Contemporary authorities use precedents as clues to ascertain the proper solution for the Bochur Dilemma. One relevant debate is that of where a guest who generally eats at another’s house but “comes home to roost” is supposed to light his Chanukah candles. The Shulchan Aruch (Orach Chaim 677, 2), quoting the Tur and Rosh (See Gemara Shabbos 23a, passage about Rav Sheishes), states that a guest (Achsanoi) is required to light his own Menorah, or at least contribute to the host’s Chanukah candle expenses. However, if this guest, even a son who’s hanging out at his parents’ place, has his own apartment (that opens to a public thoroughfare) where he sleeps, then he must light his Menorah there.

The reason is because of Chashad, suspicion. Since passersby know that our Achsanoi has his own pad, and will notice whether or not there was a lit Menorah there, they will suspect that he did not light a Menorah at all, not realizing that he eats his meals out and possibly would have kindled where he ate.

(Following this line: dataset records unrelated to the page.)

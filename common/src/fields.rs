//! 寛容なフィールド解決モジュール
//!
//! サーバー側の命名ゆれ（`roll_no` / `roll` / `rollNo` など）を吸収する。
//! 候補キーを優先順に試し、最初に存在したキーの値を返す。
//! 値が`null`でもキーが存在すれば「存在」として扱う（欠落とは区別する）。

use serde_json::Value;

/// 候補キーを順に試し、最初に存在したキーの値を返す
///
/// どの候補も存在しない場合は`None`（欠落センチネル）。
/// レコードがオブジェクトでない場合も`None`。
pub fn resolve<'a>(record: &'a Value, candidates: &[&str]) -> Option<&'a Value> {
    let map = record.as_object()?;
    for key in candidates {
        if let Some(value) = map.get(*key) {
            return Some(value);
        }
    }
    None
}

/// 表示用ラッパー。候補が全滅、または値が`null`なら空文字列
pub fn resolve_text(record: &Value, candidates: &[&str]) -> String {
    display(resolve(record, candidates))
}

/// null/欠落安全な文字列化
///
/// `None`と`Value::Null`は空文字列。数値の`0`は`"0"`のまま残る。
/// "null"や"undefined"という文字列が画面に出ることはない。
pub fn display(value: Option<&Value>) -> String {
    match value {
        None | Some(Value::Null) => String::new(),
        Some(Value::String(s)) => s.clone(),
        Some(other) => other.to_string(),
    }
}

/// 試験ID（`exam_id` / `id` / `examId`）
pub fn exam_id(exam: &Value) -> Option<&Value> {
    resolve(exam, &["exam_id", "id", "examId"])
}

/// 科目コード（`course_code` / `course` / `courseCode`）
pub fn exam_course(exam: &Value) -> String {
    resolve_text(exam, &["course_code", "course", "courseCode"])
}

/// 試験日（`exam_date` / `date`）
pub fn exam_date(exam: &Value) -> String {
    resolve_text(exam, &["exam_date", "date"])
}

/// 学生ID（`student_id` / `id` / `studentId`）
pub fn student_id(student: &Value) -> Option<&Value> {
    resolve(student, &["student_id", "id", "studentId"])
}

/// 学籍番号（`roll_no` / `roll` / `rollNo`）
pub fn student_roll(student: &Value) -> String {
    resolve_text(student, &["roll_no", "roll", "rollNo"])
}

/// 学生氏名（`name` / `full_name`）
pub fn student_name(student: &Value) -> String {
    resolve_text(student, &["name", "full_name"])
}

/// 監督者ID（`invigilator_id` / `id`）
pub fn invigilator_id(invigilator: &Value) -> Option<&Value> {
    resolve(invigilator, &["invigilator_id", "id"])
}

/// 職員番号（`employee_no` / `emp`）
pub fn invigilator_employee_no(invigilator: &Value) -> String {
    resolve_text(invigilator, &["employee_no", "emp"])
}

/// 部屋ID（座席割当の描画時のみ使用）
pub fn room_id(room: &Value) -> Option<&Value> {
    resolve(room, &["room_id", "id", "roomId"])
}

#[cfg(test)]
mod tests {
    use super::*;
    use serde_json::json;

    #[test]
    fn test_resolve_first_present_key_wins() {
        let record = json!({"roll_no": "R001", "roll": "R999"});
        let value = resolve(&record, &["roll_no", "roll", "rollNo"]);
        assert_eq!(value, Some(&json!("R001")));
    }

    #[test]
    fn test_resolve_falls_through_to_later_candidate() {
        let record = json!({"rollNo": "R002"});
        let value = resolve(&record, &["roll_no", "roll", "rollNo"]);
        assert_eq!(value, Some(&json!("R002")));
    }

    #[test]
    fn test_resolve_independent_of_record_key_order() {
        // レコード側のキー順に関わらず候補リストの順が優先される
        let a = serde_json::from_str::<Value>(r#"{"roll": "B", "roll_no": "A"}"#).unwrap();
        let b = serde_json::from_str::<Value>(r#"{"roll_no": "A", "roll": "B"}"#).unwrap();
        assert_eq!(resolve(&a, &["roll_no", "roll"]), Some(&json!("A")));
        assert_eq!(resolve(&b, &["roll_no", "roll"]), Some(&json!("A")));
    }

    #[test]
    fn test_resolve_no_match_is_sentinel() {
        let record = json!({"name": "Asha"});
        assert_eq!(resolve(&record, &["roll_no", "roll"]), None);
    }

    #[test]
    fn test_resolve_null_value_counts_as_present() {
        // JSの `obj[k] !== undefined` と同じ扱い
        let record = json!({"roll_no": null, "roll": "R003"});
        assert_eq!(resolve(&record, &["roll_no", "roll"]), Some(&Value::Null));
    }

    #[test]
    fn test_resolve_non_object_record() {
        assert_eq!(resolve(&json!("not an object"), &["id"]), None);
        assert_eq!(resolve(&Value::Null, &["id"]), None);
    }

    #[test]
    fn test_display_null_and_missing_are_empty() {
        assert_eq!(display(None), "");
        assert_eq!(display(Some(&Value::Null)), "");
    }

    #[test]
    fn test_display_zero_is_not_empty() {
        assert_eq!(display(Some(&json!(0))), "0");
    }

    #[test]
    fn test_display_string_is_unquoted() {
        assert_eq!(display(Some(&json!("CS101"))), "CS101");
    }

    #[test]
    fn test_resolve_text_defaults_to_empty() {
        let record = json!({});
        assert_eq!(resolve_text(&record, &["roll_no", "roll"]), "");
    }

    #[test]
    fn test_entity_accessors() {
        let exam = json!({"examId": 7, "course": "CS101", "date": "2024-01-01"});
        assert_eq!(exam_id(&exam), Some(&json!(7)));
        assert_eq!(exam_course(&exam), "CS101");
        assert_eq!(exam_date(&exam), "2024-01-01");

        let student = json!({"id": 3, "full_name": "Asha", "rollNo": "R010"});
        assert_eq!(student_id(&student), Some(&json!(3)));
        assert_eq!(student_name(&student), "Asha");
        assert_eq!(student_roll(&student), "R010");

        let inv = json!({"invigilator_id": 5, "emp": "E-22"});
        assert_eq!(invigilator_id(&inv), Some(&json!(5)));
        assert_eq!(invigilator_employee_no(&inv), "E-22");
    }
}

Accordingly, it would seem that the place where one sleeps is considered his key “dwelling place”.

However, the Rema (ad loc.),[1] citing the Rashba (Shu”t HaRashba vol. 1, 542),[2] asserts that one should light his Menorah in the place where he eats. He explains that “nowadays” since we light indoors,[3] the ‘Pursumei Nissa’ engendered by kindling the Chanukah lights, is no longer actually meant for random passersby, but rather for the people living in the house. If so, there is no reason to be worried about Chashad, as his family and friends would know that he eats in one place and sleeps in another. Therefore, he rules that such an Achsanoi would light his Menorah where he eats, and not where he sleeps.

Many great authorities, including the Bach, Magen Avraham, Taz, Pri Chadash, Pri Megadim, Chayei Adam, Aruch Hashulchan, and Mishna Berura,[4] all agree with the Rema, that a guest who eats in one place yet sleeps in another, should light his Menorah where he eats. The Taz adds proof to this from the halachos of Eruvei Chatzeiros, where we find that the main dwelling place of one who sleeps in one location but eats in another, is considered where he eats. [See Gemara Eruvin (72b - 74b) and Shulchan Aruch and main commentaries (Orach Chaim 370, 5).]

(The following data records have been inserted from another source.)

//! 学生登録フォームコンポーネント

use crate::actions::notify_failure;
use crate::api;
use exam_seater_common::forms;
use gloo::dialogs::alert;
use leptos::prelude::*;
use std::future::Future;
use wasm_bindgen_futures::spawn_local;

#[component]
pub fn StudentForm<F, Fut>(reload: F) -> impl IntoView
where
    F: Fn(()) -> Fut + 'static + Clone + Send,
    Fut: Future<Output = ()> + 'static,
{
    let (roll, set_roll) = signal(String::new());
    let (name, set_name) = signal(String::new());
    let (dept, set_dept) = signal(String::new());
    let (year, set_year) = signal(String::new());

    let on_add = move |_| {
        let payload =
            match forms::student_payload(&roll.get(), &name.get(), &dept.get(), &year.get()) {
                Ok(payload) => payload,
                Err(e) => {
                    alert(&e.to_string());
                    return;
                }
            };
        let reload = reload.clone();
        spawn_local(async move {
            match api::create_student(&payload).await {
                Ok(()) => {
                    set_roll.set(String::new());
                    set_name.set(String::new());
                    set_dept.set(String::new());
                    set_year.set(String::new());
                    reload(()).await;
                }
                Err(e) => notify_failure(e),
            }
        });
    };

    view! {
        <div class="form-group">
            <h3>"学生を登録"</h3>
            <input
                type="text"
                id="studRoll"
                placeholder="学籍番号"
                prop:value=move || roll.get()
                on:input=move |ev| set_roll.set(event_target_value(&ev))
            />
            <input
                type="text"
                id="studName"
                placeholder="氏名"
                prop:value=move || name.get()
                on:input=move |ev| set_name.set(event_target_value(&ev))
            />
            <input
                type="text"
                id="studDept"
                placeholder="学科"
                prop:value=move || dept.get()
                on:input=move |ev| set_dept.set(event_target_value(&ev))
            />
            <input
                type="number"
                id="studYear"
                placeholder="学年"
                prop:value=move || year.get()
                on:input=move |ev| set_year.set(event_target_value(&ev))
            />
            <button id="addStudent" class="btn" on:click=on_add>
                "登録"
            </button>
        </div>
    }
}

Accordingly, it would seem that a Yeshiva Bochur might fit into this category, as he (hopefully) eats in a different location than where he sleeps. So where should he light? The Yeshiva’s dining room or in his dira / dorm room?

Dira Daze

Several authorities, including the Chazon Ish, Rav Aharon Kotler, the Steipler Gaon, Rav Yaakov Kamenetsky,[5] mv”r Rav Yaakov Blau,[6] and Rav Asher Weiss,[7] maintain that the Rema’s ruling still holds true and rule that the proper place for a Bochur to light the Menorah is the Yeshiva’s dining room.

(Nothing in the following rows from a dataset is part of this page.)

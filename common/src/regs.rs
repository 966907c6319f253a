//! 受験登録マップの再キー化
//!
//! サーバーの`regs`は `{"1": [...]}` / `{"E2001": [...]}` のように
//! キーの型が揺れる。数値に変換できるキーは正規形（10進文字列）へ
//! 寄せて保持し、参照時は生のキーと正規形の両方を試す。

use serde_json::Value;
use std::collections::HashMap;

/// 数値に見えるキーを正規形へ変換する。変換できなければ元の文字列のまま
pub fn canonical_key(key: &str) -> String {
    match key.trim().parse::<i64>() {
        Ok(n) => n.to_string(),
        Err(_) => key.to_string(),
    }
}

/// 再キー化済みの受験登録マップ
///
/// 値は登録エントリの列（サーバーによっては学生IDの配列）を
/// そのまま保持する。配列でない値も破棄せず保持し、件数は0と数える。
#[derive(Debug, Clone, Default, PartialEq)]
pub struct RegistrationMap {
    entries: HashMap<String, Value>,
}

impl RegistrationMap {
    /// 生の`regs`オブジェクトから構築する。オブジェクト以外は空マップ
    pub fn from_raw(raw: &Value) -> Self {
        let mut entries = HashMap::new();
        if let Some(map) = raw.as_object() {
            for (key, value) in map {
                entries.insert(canonical_key(key), value.clone());
            }
        }
        Self { entries }
    }

    /// 生のキー、次いで正規形で引く
    pub fn get(&self, key: &str) -> Option<&Value> {
        self.entries
            .get(key)
            .or_else(|| self.entries.get(&canonical_key(key)))
    }

    /// 解決済み試験IDに対する登録件数。欠落・非配列は0
    pub fn count_for(&self, exam_id: Option<&Value>) -> usize {
        let key = crate::fields::display(exam_id);
        self.get(&key)
            .and_then(Value::as_array)
            .map_or(0, Vec::len)
    }

    pub fn is_empty(&self) -> bool {
        self.entries.is_empty()
    }
}

#[cfg(test)]
mod tests {
    use super::*;
    use serde_json::json;

    #[test]
    fn test_canonical_key_numeric_string() {
        assert_eq!(canonical_key("7"), "7");
        assert_eq!(canonical_key(" 7 "), "7");
        assert_eq!(canonical_key("007"), "7");
    }

    #[test]
    fn test_canonical_key_non_numeric_preserved() {
        assert_eq!(canonical_key("E2001"), "E2001");
        assert_eq!(canonical_key(""), "");
    }

    #[test]
    fn test_lookup_numeric_and_string_form() {
        let map = RegistrationMap::from_raw(&json!({"7": [1, 2, 3]}));
        // 数値由来のID（表示形"7"）でも文字列キーでも同じリストに届く
        assert_eq!(map.count_for(Some(&json!(7))), 3);
        assert_eq!(map.count_for(Some(&json!("7"))), 3);
        assert_eq!(map.count_for(Some(&json!("007"))), 3);
    }

    #[test]
    fn test_lookup_string_key_preserved() {
        let map = RegistrationMap::from_raw(&json!({"E2001": ["S3001", "S3002"]}));
        assert_eq!(map.count_for(Some(&json!("E2001"))), 2);
        assert_eq!(map.count_for(Some(&json!("E9999"))), 0);
    }

    #[test]
    fn test_count_missing_id_is_zero() {
        let map = RegistrationMap::from_raw(&json!({"7": [1]}));
        assert_eq!(map.count_for(None), 0);
    }

    #[test]
    fn test_count_non_sequence_value_is_zero() {
        let map = RegistrationMap::from_raw(&json!({"7": "oops"}));
        assert_eq!(map.count_for(Some(&json!(7))), 0);
    }

    #[test]
    fn test_from_raw_non_object_is_empty() {
        assert!(RegistrationMap::from_raw(&json!([1, 2])).is_empty());
        assert!(RegistrationMap::from_raw(&Value::Null).is_empty());
    }
}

However, many other contemporary decisors question the application of the halacha of a guest pertaining to the average Bochur, due to several reasons, including:

  • A Bochur’s “dwelling place”, where he feels “at home” and considers his own personal place, storing all of his belongings, etc. is in his dira / dorm room, and not in the yeshiva’s communal dining room.
  • Students have no personal stake in the dining room; they eat and leave, similar to a restaurant. Therefore, many consider it a stretch to consider a dining room as a Bochur’s “prime dwelling place”.
  • Many Yeshiva dining rooms are locked throughout the day and only open mealtimes. How can it possibly be considered someone’s personal place if he is denied entry most of the time?
  • It is possible that a Yeshiva Bochur’s din is more comparable to the case of the shepherd (or talmid) that lives in the field yet eats at someone’s house, that for him, regarding the halachos of Eruvei Techumin, the Techum follows the place where he sleeps, and not where he eats.[8]
  • For those living in Eretz Yisrael, nowadays most people do light the Chanukah licht outdoors, potentially making the Rosh’s shitta once again the core ruling. Ergo, Chashad might once again be a problem. Therefore, one living in Eretz Yisrael should need to light where he sleeps.[9]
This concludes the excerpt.